• **Exercise goal**
Could you set down exactly the lines of the data below, starting at the one that holds "by the optimizer." and ending at the one that holds "sharing an event.", both included, and only those?

• **Given entries**
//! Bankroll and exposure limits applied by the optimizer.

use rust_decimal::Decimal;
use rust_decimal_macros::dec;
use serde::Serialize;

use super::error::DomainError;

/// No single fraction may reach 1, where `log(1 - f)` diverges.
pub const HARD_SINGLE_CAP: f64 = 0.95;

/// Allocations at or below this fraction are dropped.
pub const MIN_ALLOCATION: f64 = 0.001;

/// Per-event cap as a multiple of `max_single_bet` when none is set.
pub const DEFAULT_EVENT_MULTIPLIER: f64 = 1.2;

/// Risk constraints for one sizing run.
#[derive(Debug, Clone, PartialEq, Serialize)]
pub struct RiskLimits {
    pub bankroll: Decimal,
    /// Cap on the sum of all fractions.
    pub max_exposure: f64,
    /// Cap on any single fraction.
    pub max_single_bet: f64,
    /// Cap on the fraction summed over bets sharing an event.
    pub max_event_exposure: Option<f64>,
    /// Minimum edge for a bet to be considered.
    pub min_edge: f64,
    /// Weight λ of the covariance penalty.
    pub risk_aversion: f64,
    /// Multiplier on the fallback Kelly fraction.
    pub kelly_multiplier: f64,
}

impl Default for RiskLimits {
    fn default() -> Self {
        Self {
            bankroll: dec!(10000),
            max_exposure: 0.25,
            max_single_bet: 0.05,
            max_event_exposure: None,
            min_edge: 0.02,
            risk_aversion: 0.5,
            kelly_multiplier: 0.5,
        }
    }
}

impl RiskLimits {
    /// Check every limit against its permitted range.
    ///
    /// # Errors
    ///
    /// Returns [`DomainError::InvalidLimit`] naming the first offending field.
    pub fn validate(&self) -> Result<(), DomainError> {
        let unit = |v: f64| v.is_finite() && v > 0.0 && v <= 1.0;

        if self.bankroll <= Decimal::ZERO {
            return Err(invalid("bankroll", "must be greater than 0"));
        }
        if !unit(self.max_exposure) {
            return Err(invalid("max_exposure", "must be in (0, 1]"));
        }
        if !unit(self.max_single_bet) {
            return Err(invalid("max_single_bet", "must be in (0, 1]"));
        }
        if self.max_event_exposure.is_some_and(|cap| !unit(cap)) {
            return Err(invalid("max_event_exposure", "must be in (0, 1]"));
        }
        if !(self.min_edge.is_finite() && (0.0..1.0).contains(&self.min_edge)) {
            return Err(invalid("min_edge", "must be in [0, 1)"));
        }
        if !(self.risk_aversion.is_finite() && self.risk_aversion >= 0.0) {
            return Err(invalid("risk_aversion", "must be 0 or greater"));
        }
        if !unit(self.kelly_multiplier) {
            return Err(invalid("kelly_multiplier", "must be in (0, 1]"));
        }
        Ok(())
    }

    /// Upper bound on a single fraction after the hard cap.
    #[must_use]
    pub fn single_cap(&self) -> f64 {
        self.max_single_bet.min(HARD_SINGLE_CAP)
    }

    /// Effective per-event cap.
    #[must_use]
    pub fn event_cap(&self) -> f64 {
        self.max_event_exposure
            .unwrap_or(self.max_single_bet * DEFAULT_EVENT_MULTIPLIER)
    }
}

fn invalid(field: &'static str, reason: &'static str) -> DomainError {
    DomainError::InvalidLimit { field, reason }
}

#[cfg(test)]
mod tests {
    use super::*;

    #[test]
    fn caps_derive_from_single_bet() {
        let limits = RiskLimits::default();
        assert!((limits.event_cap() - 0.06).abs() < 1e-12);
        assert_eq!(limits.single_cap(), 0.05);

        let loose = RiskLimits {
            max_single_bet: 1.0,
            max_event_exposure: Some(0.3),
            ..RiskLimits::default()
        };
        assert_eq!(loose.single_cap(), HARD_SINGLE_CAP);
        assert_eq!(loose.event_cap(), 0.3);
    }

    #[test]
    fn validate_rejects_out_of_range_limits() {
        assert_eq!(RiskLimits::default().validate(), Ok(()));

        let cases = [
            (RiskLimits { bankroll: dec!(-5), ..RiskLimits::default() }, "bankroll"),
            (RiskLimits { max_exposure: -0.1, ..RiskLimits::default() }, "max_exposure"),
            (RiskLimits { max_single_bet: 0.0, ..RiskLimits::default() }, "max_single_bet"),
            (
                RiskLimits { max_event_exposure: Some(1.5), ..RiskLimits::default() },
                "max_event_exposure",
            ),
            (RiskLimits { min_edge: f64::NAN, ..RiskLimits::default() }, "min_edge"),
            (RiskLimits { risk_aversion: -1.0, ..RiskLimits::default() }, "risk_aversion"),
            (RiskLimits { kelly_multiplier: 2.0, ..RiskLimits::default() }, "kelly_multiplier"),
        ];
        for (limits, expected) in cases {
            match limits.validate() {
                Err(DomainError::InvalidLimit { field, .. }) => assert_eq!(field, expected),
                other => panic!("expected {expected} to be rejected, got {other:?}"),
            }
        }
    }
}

--

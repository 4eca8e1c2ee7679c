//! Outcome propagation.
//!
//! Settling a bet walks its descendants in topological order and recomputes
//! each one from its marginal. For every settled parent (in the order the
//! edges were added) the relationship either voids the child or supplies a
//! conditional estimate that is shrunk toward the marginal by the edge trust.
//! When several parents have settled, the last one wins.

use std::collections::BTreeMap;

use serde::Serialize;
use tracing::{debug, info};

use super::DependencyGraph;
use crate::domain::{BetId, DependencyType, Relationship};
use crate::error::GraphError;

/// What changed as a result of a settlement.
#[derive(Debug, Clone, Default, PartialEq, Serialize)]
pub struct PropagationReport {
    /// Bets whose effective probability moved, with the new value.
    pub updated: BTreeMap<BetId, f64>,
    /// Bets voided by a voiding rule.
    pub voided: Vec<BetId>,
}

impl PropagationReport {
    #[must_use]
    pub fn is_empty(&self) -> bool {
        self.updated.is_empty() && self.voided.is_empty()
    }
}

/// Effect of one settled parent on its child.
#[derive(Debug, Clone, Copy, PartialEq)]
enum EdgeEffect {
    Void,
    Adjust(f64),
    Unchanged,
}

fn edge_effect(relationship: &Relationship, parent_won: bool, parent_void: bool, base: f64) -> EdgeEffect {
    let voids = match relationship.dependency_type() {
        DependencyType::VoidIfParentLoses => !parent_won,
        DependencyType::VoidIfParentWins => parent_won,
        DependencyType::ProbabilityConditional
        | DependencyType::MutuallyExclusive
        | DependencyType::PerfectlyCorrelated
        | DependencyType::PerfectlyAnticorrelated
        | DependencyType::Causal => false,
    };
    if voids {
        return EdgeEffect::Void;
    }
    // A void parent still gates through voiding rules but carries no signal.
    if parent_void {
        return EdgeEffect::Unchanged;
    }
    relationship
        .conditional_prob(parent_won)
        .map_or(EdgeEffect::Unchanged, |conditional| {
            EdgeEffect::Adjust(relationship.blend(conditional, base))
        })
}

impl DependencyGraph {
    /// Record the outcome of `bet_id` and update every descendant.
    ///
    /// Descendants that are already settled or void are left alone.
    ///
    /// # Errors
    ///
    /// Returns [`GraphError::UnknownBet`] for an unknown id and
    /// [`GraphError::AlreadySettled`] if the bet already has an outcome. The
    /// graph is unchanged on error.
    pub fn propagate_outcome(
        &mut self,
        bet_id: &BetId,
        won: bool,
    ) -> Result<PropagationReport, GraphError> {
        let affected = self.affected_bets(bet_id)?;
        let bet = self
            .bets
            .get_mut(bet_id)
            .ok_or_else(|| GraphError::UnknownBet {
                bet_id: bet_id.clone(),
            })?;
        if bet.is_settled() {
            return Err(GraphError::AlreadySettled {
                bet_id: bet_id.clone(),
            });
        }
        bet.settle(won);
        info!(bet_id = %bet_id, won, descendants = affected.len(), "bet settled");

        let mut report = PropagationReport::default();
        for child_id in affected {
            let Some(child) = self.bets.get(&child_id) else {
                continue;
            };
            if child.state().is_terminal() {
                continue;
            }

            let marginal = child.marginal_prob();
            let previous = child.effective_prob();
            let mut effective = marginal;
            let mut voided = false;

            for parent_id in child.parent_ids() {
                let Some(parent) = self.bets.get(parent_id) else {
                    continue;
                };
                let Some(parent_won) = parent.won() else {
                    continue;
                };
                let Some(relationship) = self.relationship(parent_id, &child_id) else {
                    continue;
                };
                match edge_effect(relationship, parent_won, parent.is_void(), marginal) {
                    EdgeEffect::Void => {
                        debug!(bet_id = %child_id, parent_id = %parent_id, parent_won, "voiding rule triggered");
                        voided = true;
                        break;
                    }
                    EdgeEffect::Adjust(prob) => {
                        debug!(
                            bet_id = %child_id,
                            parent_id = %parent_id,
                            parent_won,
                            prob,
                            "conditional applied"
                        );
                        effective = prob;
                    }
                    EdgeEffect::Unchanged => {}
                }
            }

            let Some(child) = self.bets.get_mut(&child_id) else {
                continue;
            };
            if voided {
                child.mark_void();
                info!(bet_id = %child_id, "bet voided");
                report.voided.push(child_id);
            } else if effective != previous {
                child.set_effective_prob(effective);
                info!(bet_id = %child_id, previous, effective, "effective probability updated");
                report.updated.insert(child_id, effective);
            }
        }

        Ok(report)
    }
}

* * *

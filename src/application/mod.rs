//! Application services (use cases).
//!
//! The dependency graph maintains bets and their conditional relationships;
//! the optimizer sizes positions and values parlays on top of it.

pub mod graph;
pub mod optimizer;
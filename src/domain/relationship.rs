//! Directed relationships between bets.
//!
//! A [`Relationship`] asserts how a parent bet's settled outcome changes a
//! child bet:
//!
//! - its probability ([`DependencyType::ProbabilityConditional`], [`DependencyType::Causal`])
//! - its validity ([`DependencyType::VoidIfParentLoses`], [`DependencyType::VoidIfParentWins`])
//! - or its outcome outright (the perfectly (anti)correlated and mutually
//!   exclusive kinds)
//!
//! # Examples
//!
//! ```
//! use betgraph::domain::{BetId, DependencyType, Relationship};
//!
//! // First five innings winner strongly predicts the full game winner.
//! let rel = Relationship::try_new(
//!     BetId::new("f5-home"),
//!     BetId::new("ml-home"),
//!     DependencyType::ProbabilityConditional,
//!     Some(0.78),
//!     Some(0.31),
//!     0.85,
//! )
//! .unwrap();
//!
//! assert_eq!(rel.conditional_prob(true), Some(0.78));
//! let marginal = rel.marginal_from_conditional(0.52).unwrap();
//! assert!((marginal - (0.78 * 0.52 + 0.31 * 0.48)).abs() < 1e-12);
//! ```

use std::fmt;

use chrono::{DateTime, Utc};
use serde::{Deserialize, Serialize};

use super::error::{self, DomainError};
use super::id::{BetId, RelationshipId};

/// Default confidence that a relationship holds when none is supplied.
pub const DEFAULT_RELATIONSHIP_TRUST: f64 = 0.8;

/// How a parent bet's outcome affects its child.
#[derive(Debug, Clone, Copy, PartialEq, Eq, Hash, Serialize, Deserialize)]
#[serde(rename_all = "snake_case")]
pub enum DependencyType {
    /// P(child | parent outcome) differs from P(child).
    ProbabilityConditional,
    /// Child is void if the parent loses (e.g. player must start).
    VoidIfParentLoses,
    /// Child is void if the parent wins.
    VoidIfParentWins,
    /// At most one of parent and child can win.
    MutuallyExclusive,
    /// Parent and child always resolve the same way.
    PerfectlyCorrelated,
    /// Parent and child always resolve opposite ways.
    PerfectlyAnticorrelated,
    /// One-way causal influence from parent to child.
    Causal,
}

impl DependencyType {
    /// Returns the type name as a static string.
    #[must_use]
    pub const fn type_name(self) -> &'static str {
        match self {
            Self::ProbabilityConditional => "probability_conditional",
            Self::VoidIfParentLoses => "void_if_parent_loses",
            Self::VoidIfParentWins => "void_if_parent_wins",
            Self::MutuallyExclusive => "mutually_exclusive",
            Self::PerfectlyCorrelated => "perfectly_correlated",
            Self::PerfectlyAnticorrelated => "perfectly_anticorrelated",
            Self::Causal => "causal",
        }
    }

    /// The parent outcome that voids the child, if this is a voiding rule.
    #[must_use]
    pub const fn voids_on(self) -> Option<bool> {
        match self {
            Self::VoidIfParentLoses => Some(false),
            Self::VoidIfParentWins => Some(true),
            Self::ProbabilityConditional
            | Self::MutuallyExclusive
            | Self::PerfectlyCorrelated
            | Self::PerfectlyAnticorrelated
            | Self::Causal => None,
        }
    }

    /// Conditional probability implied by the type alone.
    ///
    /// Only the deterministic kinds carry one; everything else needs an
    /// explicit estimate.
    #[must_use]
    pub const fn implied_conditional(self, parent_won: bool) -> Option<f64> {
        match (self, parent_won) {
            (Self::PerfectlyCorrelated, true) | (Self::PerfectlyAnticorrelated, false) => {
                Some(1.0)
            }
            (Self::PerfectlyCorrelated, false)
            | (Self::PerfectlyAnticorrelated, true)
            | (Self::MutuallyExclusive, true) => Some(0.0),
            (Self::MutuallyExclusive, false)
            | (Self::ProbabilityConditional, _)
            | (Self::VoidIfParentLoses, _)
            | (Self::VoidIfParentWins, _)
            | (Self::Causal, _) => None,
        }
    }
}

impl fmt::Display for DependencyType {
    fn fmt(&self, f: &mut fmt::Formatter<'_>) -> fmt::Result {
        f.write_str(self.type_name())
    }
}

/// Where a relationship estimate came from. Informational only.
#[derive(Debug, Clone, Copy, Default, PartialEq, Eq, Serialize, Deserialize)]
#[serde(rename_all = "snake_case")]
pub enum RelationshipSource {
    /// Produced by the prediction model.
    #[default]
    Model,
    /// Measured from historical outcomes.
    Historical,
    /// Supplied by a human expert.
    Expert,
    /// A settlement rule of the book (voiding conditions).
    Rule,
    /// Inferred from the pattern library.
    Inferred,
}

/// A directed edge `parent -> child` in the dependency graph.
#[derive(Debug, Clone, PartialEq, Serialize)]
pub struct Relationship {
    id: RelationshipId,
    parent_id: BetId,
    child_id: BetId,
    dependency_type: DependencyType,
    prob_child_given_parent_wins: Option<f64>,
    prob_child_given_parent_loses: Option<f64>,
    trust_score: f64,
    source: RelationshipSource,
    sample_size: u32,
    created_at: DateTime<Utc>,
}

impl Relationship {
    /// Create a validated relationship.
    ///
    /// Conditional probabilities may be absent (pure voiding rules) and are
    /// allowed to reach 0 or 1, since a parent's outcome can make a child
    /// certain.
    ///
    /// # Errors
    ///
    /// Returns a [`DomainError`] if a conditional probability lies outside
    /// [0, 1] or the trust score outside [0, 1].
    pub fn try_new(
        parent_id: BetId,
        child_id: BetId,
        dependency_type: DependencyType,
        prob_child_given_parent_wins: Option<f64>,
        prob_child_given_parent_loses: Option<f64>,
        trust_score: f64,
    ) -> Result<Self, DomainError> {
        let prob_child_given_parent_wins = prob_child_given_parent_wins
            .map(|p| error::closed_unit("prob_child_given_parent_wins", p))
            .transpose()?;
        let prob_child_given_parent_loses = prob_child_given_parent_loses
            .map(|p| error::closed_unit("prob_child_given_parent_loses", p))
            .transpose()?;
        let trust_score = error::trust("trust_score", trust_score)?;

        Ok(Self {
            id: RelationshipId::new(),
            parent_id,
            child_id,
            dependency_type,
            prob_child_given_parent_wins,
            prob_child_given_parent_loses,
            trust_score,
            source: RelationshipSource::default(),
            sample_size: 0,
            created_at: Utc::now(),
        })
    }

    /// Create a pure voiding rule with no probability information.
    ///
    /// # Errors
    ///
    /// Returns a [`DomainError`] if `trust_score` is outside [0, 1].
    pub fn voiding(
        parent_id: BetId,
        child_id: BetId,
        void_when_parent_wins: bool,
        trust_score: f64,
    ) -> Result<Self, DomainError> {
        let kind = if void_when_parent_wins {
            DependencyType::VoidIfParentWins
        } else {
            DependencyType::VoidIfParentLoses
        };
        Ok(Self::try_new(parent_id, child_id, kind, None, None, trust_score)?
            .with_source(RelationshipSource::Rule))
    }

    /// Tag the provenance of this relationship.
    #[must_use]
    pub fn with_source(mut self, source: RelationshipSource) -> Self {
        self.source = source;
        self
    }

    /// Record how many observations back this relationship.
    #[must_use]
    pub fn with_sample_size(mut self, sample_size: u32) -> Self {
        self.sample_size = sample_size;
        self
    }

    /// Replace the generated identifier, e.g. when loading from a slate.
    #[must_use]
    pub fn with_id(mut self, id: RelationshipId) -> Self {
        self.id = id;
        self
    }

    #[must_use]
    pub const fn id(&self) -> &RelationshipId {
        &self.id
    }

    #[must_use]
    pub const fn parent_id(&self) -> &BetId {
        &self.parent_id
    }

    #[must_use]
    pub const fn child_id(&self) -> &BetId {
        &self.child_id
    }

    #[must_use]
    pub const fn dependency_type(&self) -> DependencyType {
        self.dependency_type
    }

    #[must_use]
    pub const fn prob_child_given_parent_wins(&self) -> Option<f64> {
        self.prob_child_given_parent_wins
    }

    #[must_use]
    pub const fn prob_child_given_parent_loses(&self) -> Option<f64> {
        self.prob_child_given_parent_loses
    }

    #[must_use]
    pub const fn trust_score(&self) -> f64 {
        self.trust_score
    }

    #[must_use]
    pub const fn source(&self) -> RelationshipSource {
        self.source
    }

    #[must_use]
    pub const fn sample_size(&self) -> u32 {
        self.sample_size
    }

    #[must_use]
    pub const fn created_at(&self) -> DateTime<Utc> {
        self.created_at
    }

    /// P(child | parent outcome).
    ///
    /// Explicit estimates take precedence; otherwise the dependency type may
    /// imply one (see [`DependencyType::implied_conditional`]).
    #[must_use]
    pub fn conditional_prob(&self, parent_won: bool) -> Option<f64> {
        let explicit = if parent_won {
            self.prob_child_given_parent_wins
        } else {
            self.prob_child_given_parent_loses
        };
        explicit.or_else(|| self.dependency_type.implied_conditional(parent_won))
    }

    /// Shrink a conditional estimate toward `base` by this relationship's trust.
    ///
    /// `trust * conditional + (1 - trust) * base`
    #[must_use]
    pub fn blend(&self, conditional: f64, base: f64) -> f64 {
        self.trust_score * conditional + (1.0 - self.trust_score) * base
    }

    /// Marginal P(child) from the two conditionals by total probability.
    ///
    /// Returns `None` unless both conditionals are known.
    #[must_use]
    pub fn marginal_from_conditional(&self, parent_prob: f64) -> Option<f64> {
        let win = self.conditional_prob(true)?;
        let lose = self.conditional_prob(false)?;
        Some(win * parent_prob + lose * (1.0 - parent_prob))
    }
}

• **Task response**
//! Bankroll and exposure limits applied by the optimizer.

use rust_decimal::Decimal;
use rust_decimal_macros::dec;
use serde::Serialize;

use super::error::DomainError;

/// No single fraction may reach 1, where `log(1 - f)` diverges.
pub const HARD_SINGLE_CAP: f64 = 0.95;

/// Allocations at or below this fraction are dropped.
pub const MIN_ALLOCATION: f64 = 0.001;

/// Per-event cap as a multiple of `max_single_bet` when none is set.
pub const DEFAULT_EVENT_MULTIPLIER: f64 = 1.2;

/// Risk constraints for one sizing run.
#[derive(Debug, Clone, PartialEq, Serialize)]
pub struct RiskLimits {
    pub bankroll: Decimal,
    /// Cap on the sum of all fractions.
    pub max_exposure: f64,
    /// Cap on any single fraction.
    pub max_single_bet: f64,
    /// Cap on the fraction summed over bets sharing an event.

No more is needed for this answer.